I used to live in a pretty high crime area and there were killings of youth, primarily wars between drug dealers for control of turf, but the average person was generally outside this activity and safe from it except for accidental incidents where a bystander might be killed by a stray.

The past week, as I flipped through channels here and there I was reminded how manipulative their  media is with regards to molding foreign policy also.  While surfing I came upon one of the Rambo movies and watched about 15 minutes of it.  People may remember these movies about some individual who could have defeated the Vietnamese single-handedly if the US government had let him. The scene I caught had Rambo, played by Silvestor Stillone talking to his former commander, the one who taught him how to kill.  The commander is trying to convince Rambo to cease his violent behavior here at home.  Rambo is mad you see because of the way he's been treated by the people at home.  First he complains that he did what the was supposed to do in Vietnam but "someone didn't let them win".

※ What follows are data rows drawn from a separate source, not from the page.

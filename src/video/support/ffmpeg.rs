use anyhow::{Context, Result};
use std::path::Path;
use std::process::Command;

pub fn probe_duration_seconds(path: &Path) -> Result<f64> {
    let output = Command::new("ffprobe")
        .args([
            "-v",
            "error",
            "-show_entries",
            "format=duration",
            "-of",
            "default=noprint_wrappers=1:nokey=1",
        ])
        .arg(path)
        .output()
        .with_context(|| format!("Failed to run ffprobe for {}", path.display()))?;

    if !output.status.success() {
        anyhow::bail!(
            "ffprobe failed for {}: {}",
            path.display(),
            String::from_utf8_lossy(&output.stderr).trim()
        );
    }

    parse_duration_output(&String::from_utf8_lossy(&output.stdout))
        .with_context(|| format!("ffprobe returned no usable duration for {}", path.display()))
}

fn parse_duration_output(stdout: &str) -> Result<f64> {
    let value = stdout
        .lines()
        .map(str::trim)
        .find(|line| !line.is_empty())
        .context("ffprobe printed nothing")?;
    let duration: f64 = value
        .parse()
        .with_context(|| format!("Failed to parse ffprobe duration `{value}` as f64"))?;
    Ok(duration)
}

pub fn list_encoders() -> Result<String> {
    let output = Command::new("ffmpeg")
        .args(["-hide_banner", "-encoders"])
        .output()
        .context("Failed to run ffmpeg -encoders")?;

    if !output.status.success() {
        anyhow::bail!(
            "ffmpeg -encoders exited with status {:?}: {}",
            output.status.code(),
            String::from_utf8_lossy(&output.stderr).trim()
        );
    }

    String::from_utf8(output.stdout).context("ffmpeg returned non-UTF8 encoder listing")
}

#[cfg(test)]
mod tests {
    use super::*;

    #[test]
    fn parses_plain_duration() {
        assert_eq!(parse_duration_output("12.480000\n").unwrap(), 12.48);
    }

    #[test]
    fn rejects_unavailable_duration() {
        assert!(parse_duration_output("N/A\n").is_err());
        assert!(parse_duration_output("\n").is_err());
    }
}
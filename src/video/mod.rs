mod assignments;
mod check;
pub mod cli;
pub mod commands;
mod config;
mod keywords;
mod render;
mod segment;
mod settings;
mod slots;
mod srt;
mod support;

pub use cli::VideoCommands;
pub use commands::handle_video_command;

This is phrased this way, is the source of and gives credence to the argument I often heard from some workers that the US didn't try to win.  You must have heard it too.  The US didn't put its full effort in to it, was restrained in some way either through public opinion or its humanitarian nature. This is US imperialism's version of history that denies the Vietnamese people their due in the heroic struggle they fought to repel the world's most powerful military.  They lost some 3 million people in that struggle.

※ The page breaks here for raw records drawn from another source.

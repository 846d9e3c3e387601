//! Segment → clip/policy assignments loaded from a TOML file:
//!
//! ```toml
//! [[segment]]
//! index = 2
//! clip = "harbor.mp4"
//! fit = "loop"
//! ```

use std::collections::HashSet;
use std::fs;
use std::path::Path;

use anyhow::{Context, Result};
use serde::Deserialize;

use super::render::error::RenderError;
use super::segment::{ClipRef, FitPolicy, Segment};

#[derive(Debug, Clone, Default, Deserialize)]
pub struct AssignmentFile {
    #[serde(default, rename = "segment")]
    pub segments: Vec<Assignment>,
}

#[derive(Debug, Clone, Deserialize)]
pub struct Assignment {
    pub index: usize,
    pub clip: Option<String>,
    /// Kept as text so an unknown policy can be reported against its segment.
    pub fit: Option<String>,
}

pub fn load_assignments(path: &Path) -> Result<AssignmentFile> {
    let contents = fs::read_to_string(path)
        .with_context(|| format!("reading assignments from {}", path.display()))?;
    parse_assignments(&contents)
        .with_context(|| format!("parsing assignments from {}", path.display()))
}

pub fn parse_assignments(contents: &str) -> Result<AssignmentFile> {
    Ok(toml::from_str(contents)?)
}

impl AssignmentFile {
    /// Apply every assignment to its segment. Unknown indices, duplicates and
    /// unknown policies are rejected before any segment is touched.
    pub fn apply(&self, segments: &mut [Segment]) -> Result<(), RenderError> {
        let known: HashSet<usize> = segments.iter().map(|segment| segment.index).collect();
        let mut seen = HashSet::new();
        let mut resolved = Vec::with_capacity(self.segments.len());

        for assignment in &self.segments {
            if !known.contains(&assignment.index) {
                return Err(RenderError::invalid(format!(
                    "assignment for segment {} does not match any transcript segment",
                    assignment.index
                )));
            }
            if !seen.insert(assignment.index) {
                return Err(RenderError::invalid(format!(
                    "segment {} is assigned more than once",
                    assignment.index
                )));
            }

            let fit = match assignment.fit.as_deref() {
                Some(value) => Some(value.parse::<FitPolicy>().map_err(|_| {
                    RenderError::UnknownPolicy {
                        index: assignment.index,
                        value: value.to_string(),
                    }
                })?),
                None => None,
            };
            let clip = assignment
                .clip
                .as_deref()
                .map(str::trim)
                .filter(|value| !value.is_empty())
                .map(ClipRef::parse);
            resolved.push((assignment.index, clip, fit));
        }

        for (index, clip, fit) in resolved {
            if let Some(segment) = segments.iter_mut().find(|segment| segment.index == index) {
                if clip.is_some() {
                    segment.assigned_clip = clip;
                }
                if let Some(fit) = fit {
                    segment.fit_policy = fit;
                }
            }
        }
        Ok(())
    }
}
use anyhow::Result;
use std::fs;
use std::path::{Path, PathBuf};
use std::process::Command;

use super::common::TestEnvironment;

pub struct CommandOutput {
    pub stdout: String,
    pub stderr: String,
    pub exit_code: i32,
}

pub fn run_broll_command(env: &TestEnvironment, args: &[&str]) -> Result<CommandOutput> {
    let output = Command::new(env!("CARGO_BIN_EXE_broll"))
        .args(args)
        .current_dir(env.path())
        .env("HOME", env.home())
        .env("XDG_CONFIG_HOME", env.config_home())
        .env("XDG_CACHE_HOME", env.cache_home())
        .env("NO_COLOR", "1")
        .output()?;

    Ok(CommandOutput {
        stdout: String::from_utf8_lossy(&output.stdout).to_string(),
        stderr: String::from_utf8_lossy(&output.stderr).to_string(),
        exit_code: output.status.code().unwrap_or(-1),
    })
}

pub fn write_file(path: &Path, contents: &str) -> Result<PathBuf> {
    if let Some(parent) = path.parent() {
        fs::create_dir_all(parent)?;
    }
    fs::write(path, contents)?;
    Ok(path.to_path_buf())
}

pub fn read_file(path: &Path) -> Result<String> {
    Ok(fs::read_to_string(path)?)
}

/// Three four-second cues.
pub fn write_transcript(env: &TestEnvironment) -> Result<PathBuf> {
    write_file(
        &env.path().join("talk.srt"),
        "1\n00:00:00,000 --> 00:00:04,000\nOil tankers crossed the strait.\n\n\
         2\n00:00:04,000 --> 00:00:08,000\nA quiet morning.\n\n\
         3\n00:00:08,000 --> 00:00:12,000\nInflation keeps prices high.\n",
    )
}

pub fn path_arg(path: &Path) -> String {
    path.to_string_lossy().into_owned()
}
mod audio;
mod overlays;
mod util;
mod video;

#[cfg(test)]
mod tests;

use std::path::Path;

use crate::video::render::encoder::EncoderChoice;
use crate::video::render::fit::FitPlan;
use crate::video::settings::WatermarkSpec;

pub use self::audio::MusicMix;
pub use self::util::{format_decimal, manifest_entry};

const AUDIO_CODEC: &str = "aac";
const AUDIO_BITRATE: &str = "192k";
pub const AUDIO_SAMPLE_RATE: u32 = 48_000;

#[derive(Debug, Clone)]
pub struct FfmpegCompileOutput {
    pub args: Vec<String>,
}

#[derive(Debug, Clone, Default)]
pub struct FilterChain {
    filters: Vec<String>,
}

impl FilterChain {
    pub fn new() -> Self {
        Self::default()
    }

    pub fn push(&mut self, filter: String) {
        self.filters.push(filter);
    }

    pub fn join(&self) -> String {
        self.filters.join("; ")
    }
}

/// Video dimensions (width x height in pixels).
#[derive(Debug, Clone, Copy, PartialEq, Eq)]
pub struct VideoDimensions {
    pub width: u32,
    pub height: u32,
}

impl VideoDimensions {
    pub fn new(width: u32, height: u32) -> Self {
        Self { width, height }
    }
}

/// Inputs for one per-segment normalization job.
#[derive(Debug, Clone, Copy)]
pub struct SegmentSpec<'a> {
    pub clip: &'a Path,
    pub plan: &'a FitPlan,
    pub watermark: Option<&'a WatermarkSpec>,
    pub output: &'a Path,
}

/// Inputs for the final concat + audio step.
#[derive(Debug, Clone)]
pub struct CompositionSpec<'a> {
    pub manifest: &'a Path,
    pub narration: &'a Path,
    pub music: Option<MusicMix>,
    pub total_duration: f64,
    pub output: &'a Path,
}

/// Turns fit plans and composition inputs into ffmpeg argument vectors.
/// Pure: identical inputs always give identical arguments.
pub struct FfmpegCompiler {
    target_width: u32,
    target_height: u32,
    fps: u32,
}

impl FfmpegCompiler {
    pub fn new(dimensions: VideoDimensions, fps: u32) -> Self {
        Self {
            target_width: dimensions.width,
            target_height: dimensions.height,
            fps,
        }
    }

    pub fn compile_segment(&self, spec: &SegmentSpec<'_>, encoder: &EncoderChoice) -> FfmpegCompileOutput {
        let mut args = base_args();

        args.push("-i".to_string());
        args.push(path_arg(spec.clip));
        if let Some(watermark) = spec.watermark {
            args.push("-i".to_string());
            args.push(path_arg(&watermark.path));
        }

        let mut filters = FilterChain::new();
        match spec.watermark {
            Some(watermark) => {
                self.push_fit_filters(&mut filters, spec.plan, "0:v", "v_fit");
                self.push_watermark_filters(&mut filters, watermark, 1, "v_fit", "outv");
            }
            None => self.push_fit_filters(&mut filters, spec.plan, "0:v", "outv"),
        }

        args.push("-filter_complex".to_string());
        args.push(filters.join());
        args.push("-map".to_string());
        args.push("[outv]".to_string());
        args.push("-an".to_string());
        args.push("-t".to_string());
        args.push(format_decimal(spec.plan.trim));
        args.push("-r".to_string());
        args.push(self.fps.to_string());
        encoder.push_to(&mut args);
        push_container_args(&mut args);
        args.push(path_arg(spec.output));

        FfmpegCompileOutput { args }
    }

    pub fn compile_composition(
        &self,
        spec: &CompositionSpec<'_>,
        encoder: &EncoderChoice,
    ) -> FfmpegCompileOutput {
        let mut args = base_args();

        args.extend(
            ["-f", "concat", "-safe", "0", "-i"]
                .iter()
                .map(|arg| arg.to_string()),
        );
        args.push(path_arg(spec.manifest));
        args.push("-i".to_string());
        args.push(path_arg(spec.narration));

        args.push("-map".to_string());
        args.push("0:v:0".to_string());

        match &spec.music {
            Some(music) => {
                args.push("-i".to_string());
                args.push(path_arg(&music.path));

                let mut filters = FilterChain::new();
                self.push_music_mix_filters(&mut filters, music, 1, 2, spec.total_duration);
                args.push("-filter_complex".to_string());
                args.push(filters.join());
                args.push("-map".to_string());
                args.push("[outa]".to_string());
            }
            None => {
                args.push("-map".to_string());
                args.push("1:a:0".to_string());
            }
        }

        encoder.push_to(&mut args);
        args.push("-r".to_string());
        args.push(self.fps.to_string());
        args.extend(
            [
                "-c:a".to_string(),
                AUDIO_CODEC.to_string(),
                "-b:a".to_string(),
                AUDIO_BITRATE.to_string(),
                "-ar".to_string(),
                AUDIO_SAMPLE_RATE.to_string(),
            ],
        );
        // The slot total is authoritative; -shortest only guards against drift.
        args.push("-t".to_string());
        args.push(format_decimal(spec.total_duration));
        args.push("-shortest".to_string());
        push_container_args(&mut args);
        args.push(path_arg(spec.output));

        FfmpegCompileOutput { args }
    }
}

fn base_args() -> Vec<String> {
    ["-hide_banner", "-nostdin", "-y"]
        .iter()
        .map(|arg| arg.to_string())
        .collect()
}

fn push_container_args(args: &mut Vec<String>) {
    args.push("-movflags".to_string());
    args.push("+faststart".to_string());
}

fn path_arg(path: &Path) -> String {
    path.to_string_lossy().into_owned()
}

It's also to obscure the role the US soldiers had in this defeat recognizing as many of them did that they were thousands of miles from home fighting fighting a senseless war; killing someone is not easy for normal human beings, its not like Hollywood.  The degeneration of the troops was a major factor in the US defeat also.  Rambo goes on about how he only did his job but when he returned home he was met by protestors and was spat on by people for his work.  This is a common story we hear about this period.  Vietnam vets have been mistreated alright, but by the bastards that sent them there in the first place. The documentary Sir No Sir, points out that there is no evidence that any Vietnam vets were spat on at airports.

Then last night I watched an old Clint Eastwood movie, Absolute Power.  It's decent enough entertainment but again, it's not just entertainment, its propaganda too. Eastwood plays a robber who robs this old billionaire philanthropist and in the course of this robbery the philanthropist's wife comes home with her lover and is murdered by him; the robber witnesses this.

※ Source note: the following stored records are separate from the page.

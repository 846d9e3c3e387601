use anyhow::{Context, Result, bail};
use std::fmt::Write as _;
use std::fs;
use std::path::Path;
use std::time::Duration;

#[derive(Debug, Clone, PartialEq)]
pub struct SrtCue {
    /// Index as written in the file (0 when the line was missing or invalid).
    pub index: usize,
    pub start: Duration,
    pub end: Duration,
    pub text: String,
}

pub fn read_srt(path: &Path) -> Result<Vec<SrtCue>> {
    let contents = fs::read_to_string(path)
        .with_context(|| format!("Failed to read transcript {}", path.display()))?;
    parse_srt(&contents).with_context(|| format!("Failed to parse transcript {}", path.display()))
}

/// Parse cues in file order. Cue order is never changed; callers renumber.
pub fn parse_srt(input: &str) -> Result<Vec<SrtCue>> {
    let input = input.trim_start_matches('\u{feff}');
    let mut cues = Vec::new();
    let mut lines = input.lines().peekable();

    while let Some(line) = lines.next() {
        let first = line.trim();
        if first.is_empty() {
            continue;
        }

        // Index line can sometimes be omitted
        let (index, times) = if first.contains("-->") {
            (0, first)
        } else {
            let times = lines
                .next()
                .map(str::trim)
                .with_context(|| format!("SRT cue `{first}` is missing a timestamp line"))?;
            (first.parse::<usize>().unwrap_or(0), times)
        };

        let (start_raw, end_raw) = times
            .split_once("-->")
            .map(|(a, b)| (a.trim(), b.trim()))
            .context("SRT cue timestamp line must contain '-->'")?;

        let start = parse_timestamp(start_raw)
            .with_context(|| format!("Failed to parse SRT start timestamp '{start_raw}'"))?;
        let end = parse_timestamp(end_raw)
            .with_context(|| format!("Failed to parse SRT end timestamp '{end_raw}'"))?;

        if end <= start {
            bail!("SRT cue must end after it starts: {start_raw} --> {end_raw}");
        }

        let mut text_lines = Vec::new();
        while let Some(next) = lines.peek() {
            if next.trim().is_empty() {
                break;
            }
            text_lines.push(next.trim().to_string());
            lines.next();
        }

        cues.push(SrtCue {
            index,
            start,
            end,
            text: text_lines.join(" "),
        });
    }

    Ok(cues)
}

fn parse_timestamp(value: &str) -> Result<Duration> {
    let cleaned = value.trim().replace(',', ".");
    let mut parts = cleaned.split('.');
    let time_part = parts
        .next()
        .context("Timestamp is missing time component (HH:MM:SS)")?;
    let fractional_part = parts.next().unwrap_or("0");

    let mut hms = time_part.split(':');
    let hours = hms
        .next()
        .context("Timestamp missing hours")?
        .parse::<u64>()
        .context("Invalid hours in timestamp")?;
    let minutes = hms
        .next()
        .context("Timestamp missing minutes")?
        .parse::<u64>()
        .context("Invalid minutes in timestamp")?;
    let seconds = hms
        .next()
        .context("Timestamp missing seconds")?
        .parse::<u64>()
        .context("Invalid seconds in timestamp")?;

    if hms.next().is_some() {
        bail!("Timestamp has more than three components: {value}");
    }

    let mut millis_str: String = fractional_part.chars().take(3).collect();
    while millis_str.len() < 3 {
        millis_str.push('0');
    }
    let millis = millis_str
        .parse::<u64>()
        .context("Invalid millisecond component in timestamp")?;

    let total_seconds = hours * 3600 + minutes * 60 + seconds;
    Ok(Duration::from_secs(total_seconds) + Duration::from_millis(millis))
}

/// Format seconds as `HH:MM:SS,mmm`.
pub fn format_timestamp(seconds: f64) -> String {
    let total_millis = (seconds.max(0.0) * 1000.0).round() as u64;
    let hours = total_millis / 3_600_000;
    let minutes = (total_millis % 3_600_000) / 60_000;
    let secs = (total_millis % 60_000) / 1000;
    let millis = total_millis % 1000;
    format!("{hours:02}:{minutes:02}:{secs:02},{millis:03}")
}

/// Serialize cues as SRT, numbering them 1..N.
pub fn write_srt(cues: &[SrtCue]) -> String {
    let mut out = String::new();
    for (idx, cue) in cues.iter().enumerate() {
        let _ = writeln!(out, "{}", idx + 1);
        let _ = writeln!(
            out,
            "{} --> {}",
            format_timestamp(cue.start.as_secs_f64()),
            format_timestamp(cue.end.as_secs_f64())
        );
        let _ = writeln!(out, "{}", cue.text);
        out.push('\n');
    }
    out
}

#[cfg(test)]
mod tests {
    use super::*;

    #[test]
    fn parse_basic_srt() {
        let input = "1\n00:00:01,000 --> 00:00:03,500\nHello world!\n\n2\n00:00:04,000 --> 00:00:05,000\nNext line\n";
        let cues = parse_srt(input).expect("parse srt");
        assert_eq!(cues.len(), 2);
        assert_eq!(cues[0].text, "Hello world!");
        assert_eq!(cues[0].end.as_millis(), 3500);
        assert_eq!(cues[1].start.as_millis(), 4000);
    }

    #[test]
    fn keeps_file_order_and_joins_multiline_text() {
        let input = "7\n00:00:10,000 --> 00:00:12,000\nsecond\nline two\n\n3\n00:00:00,000 --> 00:00:10,000\nfirst\n";
        let cues = parse_srt(input).unwrap();
        assert_eq!(cues[0].index, 7);
        assert_eq!(cues[0].text, "second line two");
        assert_eq!(cues[1].start, Duration::ZERO);
    }

    #[test]
    fn rejects_zero_length_cues() {
        let input = "1\n00:00:02,000 --> 00:00:02,000\nnothing\n";
        assert!(parse_srt(input).is_err());
    }

    #[test]
    fn accepts_missing_index_and_bom() {
        let input = "\u{feff}00:00:00,500 --> 00:00:01,250\nhi\n";
        let cues = parse_srt(input).unwrap();
        assert_eq!(cues.len(), 1);
        assert_eq!(cues[0].start.as_millis(), 500);
        assert_eq!(cues[0].end.as_millis(), 1250);
    }

    #[test]
    fn formats_timestamps_with_millisecond_carry() {
        assert_eq!(format_timestamp(0.0), "00:00:00,000");
        assert_eq!(format_timestamp(7.0), "00:00:07,000");
        assert_eq!(format_timestamp(3661.9996), "01:01:02,000");
    }

    #[test]
    fn written_srt_parses_back() {
        let cues = vec![SrtCue {
            index: 4,
            start: Duration::from_millis(1500),
            end: Duration::from_millis(8250),
            text: "[no narration]".to_string(),
        }];
        let text = write_srt(&cues);
        assert!(text.starts_with("1\n00:00:01,500 --> 00:00:08,250\n"));
        let parsed = parse_srt(&text).unwrap();
        assert_eq!(parsed[0].end, cues[0].end);
    }
}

Anyway, that's not the point.  At one point the old rich man, who is friends with the US president, is talking to a cop, played by Ed Harris.  The rich man is considered a "great man" by this cop who talks to him as if he's god.  The billionaire tells the cop that his dad was a miner who died of black lung.  He describes how he became rich (just like that) at the age of 25 and the first thing he did was go and buy that coal mine, close it down, and, give every worker there $50,000 to retire on. Sesame street is more accurate than that.

Every minute of every day they produce this propaganda and inundate us with it.  It adds to the depression and alienation so many people feel because their history doesn't correspond to our objective reality.  What an insult Rambo's character is to the hundreds of thousand of US workers that were sent to Vietnam and those 70,000 or so that died there.  And the character is played by a tiny little man who was lucky enough to avoid being sent there and who spent some of those years working at a girls school in Europe from what I understand.

The civil rights movement saw and increase in "ethnic studies" in this country.  But history of even the most specially oppressed minority obscures the  role of the working class of that community.

It is working class history of all nationalities and specially oppressed minorities that is suppressed.